----- Given records -----

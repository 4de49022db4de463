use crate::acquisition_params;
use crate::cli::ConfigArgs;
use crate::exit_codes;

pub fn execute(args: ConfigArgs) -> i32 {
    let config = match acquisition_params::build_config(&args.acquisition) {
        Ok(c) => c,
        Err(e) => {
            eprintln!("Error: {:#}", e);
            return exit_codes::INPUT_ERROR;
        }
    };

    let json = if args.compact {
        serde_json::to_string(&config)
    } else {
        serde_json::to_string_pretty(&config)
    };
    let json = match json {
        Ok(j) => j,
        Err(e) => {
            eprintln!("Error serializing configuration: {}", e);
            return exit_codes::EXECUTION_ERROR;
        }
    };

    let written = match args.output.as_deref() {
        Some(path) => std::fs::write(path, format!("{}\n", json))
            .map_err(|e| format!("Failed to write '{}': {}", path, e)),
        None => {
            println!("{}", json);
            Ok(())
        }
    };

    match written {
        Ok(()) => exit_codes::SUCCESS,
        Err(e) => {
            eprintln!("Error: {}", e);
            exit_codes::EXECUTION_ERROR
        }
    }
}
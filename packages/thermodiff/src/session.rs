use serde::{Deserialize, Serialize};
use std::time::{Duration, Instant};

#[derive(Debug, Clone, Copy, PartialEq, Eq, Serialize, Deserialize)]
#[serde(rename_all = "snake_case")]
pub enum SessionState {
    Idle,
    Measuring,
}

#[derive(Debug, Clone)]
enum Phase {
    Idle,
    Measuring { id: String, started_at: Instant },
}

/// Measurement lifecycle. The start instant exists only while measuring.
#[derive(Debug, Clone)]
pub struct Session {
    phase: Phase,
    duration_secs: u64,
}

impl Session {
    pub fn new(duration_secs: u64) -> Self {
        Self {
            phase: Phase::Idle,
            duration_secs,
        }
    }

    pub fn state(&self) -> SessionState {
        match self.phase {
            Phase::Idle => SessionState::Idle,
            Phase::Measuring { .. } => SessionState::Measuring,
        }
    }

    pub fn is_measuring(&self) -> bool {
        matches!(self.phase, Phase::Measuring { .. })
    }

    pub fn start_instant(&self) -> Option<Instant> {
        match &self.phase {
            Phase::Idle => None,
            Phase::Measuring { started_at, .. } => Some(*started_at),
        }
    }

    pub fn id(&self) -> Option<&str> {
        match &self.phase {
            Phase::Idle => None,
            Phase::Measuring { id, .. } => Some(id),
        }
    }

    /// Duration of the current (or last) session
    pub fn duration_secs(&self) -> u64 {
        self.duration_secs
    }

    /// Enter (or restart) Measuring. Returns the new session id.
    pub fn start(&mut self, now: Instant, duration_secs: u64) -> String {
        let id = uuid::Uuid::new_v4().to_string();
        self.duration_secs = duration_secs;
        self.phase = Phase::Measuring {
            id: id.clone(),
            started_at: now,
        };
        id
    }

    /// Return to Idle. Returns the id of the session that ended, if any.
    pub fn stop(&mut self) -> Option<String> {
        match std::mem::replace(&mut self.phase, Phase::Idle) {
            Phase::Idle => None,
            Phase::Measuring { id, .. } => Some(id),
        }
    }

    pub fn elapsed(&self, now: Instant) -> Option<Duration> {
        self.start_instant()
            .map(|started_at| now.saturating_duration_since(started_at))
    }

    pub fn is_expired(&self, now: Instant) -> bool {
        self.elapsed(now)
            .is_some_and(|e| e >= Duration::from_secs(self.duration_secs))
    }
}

-----

### Work task
Keeping every word as it is, repeat all of the records.

### Answer
repository 4de49022db4de463
use crate::acquisition_params;
use crate::cli::ConfigArgs;
use crate::exit_codes;

pub fn execute(args: ConfigArgs) -> i32 {
    let config = match acquisition_params::build_config(&args.acquisition) {
        Ok(c) => c,
        Err(e) => {
            eprintln!("Error: {:#}", e);
            return exit_codes::INPUT_ERROR;
        }
    };

    let json = if args.compact {
        serde_json::to_string(&config)
    } else {
        serde_json::to_string_pretty(&config)
    };
    let json = match json {
        Ok(j) => j,
        Err(e) => {
            eprintln!("Error serializing configuration: {}", e);
            return exit_codes::EXECUTION_ERROR;
        }
    };

    let written = match args.output.as_deref() {
        Some(path) => std::fs::write(path, format!("{}\n", json))
            .map_err(|e| format!("Failed to write '{}': {}", path, e)),
        None => {
            println!("{}", json);
            Ok(())
        }
    };

    match written {
        Ok(()) => exit_codes::SUCCESS,
        Err(e) => {
            eprintln!("Error: {}", e);
            exit_codes::EXECUTION_ERROR
        }
    }
}
filename packages/thermodiff/src/session.rs
use serde::{Deserialize, Serialize};
use std::time::{Duration, Instant};

#[derive(Debug, Clone, Copy, PartialEq, Eq, Serialize, Deserialize)]
#[serde(rename_all = "snake_case")]
pub enum SessionState {
    Idle,
    Measuring,
}

#[derive(Debug, Clone)]
enum Phase {
    Idle,
    Measuring { id: String, started_at: Instant },
}

/// Measurement lifecycle. The start instant exists only while measuring.
#[derive(Debug, Clone)]
pub struct Session {
    phase: Phase,
    duration_secs: u64,
}

impl Session {
    pub fn new(duration_secs: u64) -> Self {
        Self {
            phase: Phase::Idle,
            duration_secs,
        }
    }

    pub fn state(&self) -> SessionState {
        match self.phase {
            Phase::Idle => SessionState::Idle,
            Phase::Measuring { .. } => SessionState::Measuring,
        }
    }

    pub fn is_measuring(&self) -> bool {
        matches!(self.phase, Phase::Measuring { .. })
    }

    pub fn start_instant(&self) -> Option<Instant> {
        match &self.phase {
            Phase::Idle => None,
            Phase::Measuring { started_at, .. } => Some(*started_at),
        }
    }

    pub fn id(&self) -> Option<&str> {
        match &self.phase {
            Phase::Idle => None,
            Phase::Measuring { id, .. } => Some(id),
        }
    }

    /// Duration of the current (or last) session
    pub fn duration_secs(&self) -> u64 {
        self.duration_secs
    }

    /// Enter (or restart) Measuring. Returns the new session id.
    pub fn start(&mut self, now: Instant, duration_secs: u64) -> String {
        let id = uuid::Uuid::new_v4().to_string();
        self.duration_secs = duration_secs;
        self.phase = Phase::Measuring {
            id: id.clone(),
            started_at: now,
        };
        id
    }

    /// Return to Idle. Returns the id of the session that ended, if any.
    pub fn stop(&mut self) -> Option<String> {
        match std::mem::replace(&mut self.phase, Phase::Idle) {
            Phase::Idle => None,
            Phase::Measuring { id, .. } => Some(id),
        }
    }

    pub fn elapsed(&self, now: Instant) -> Option<Duration> {
        self.start_instant()
            .map(|started_at| now.saturating_duration_since(started_at))
    }

    pub fn is_expired(&self, now: Instant) -> bool {
        self.elapsed(now)
            .is_some_and(|e| e >= Duration::from_secs(self.duration_secs))
    }
}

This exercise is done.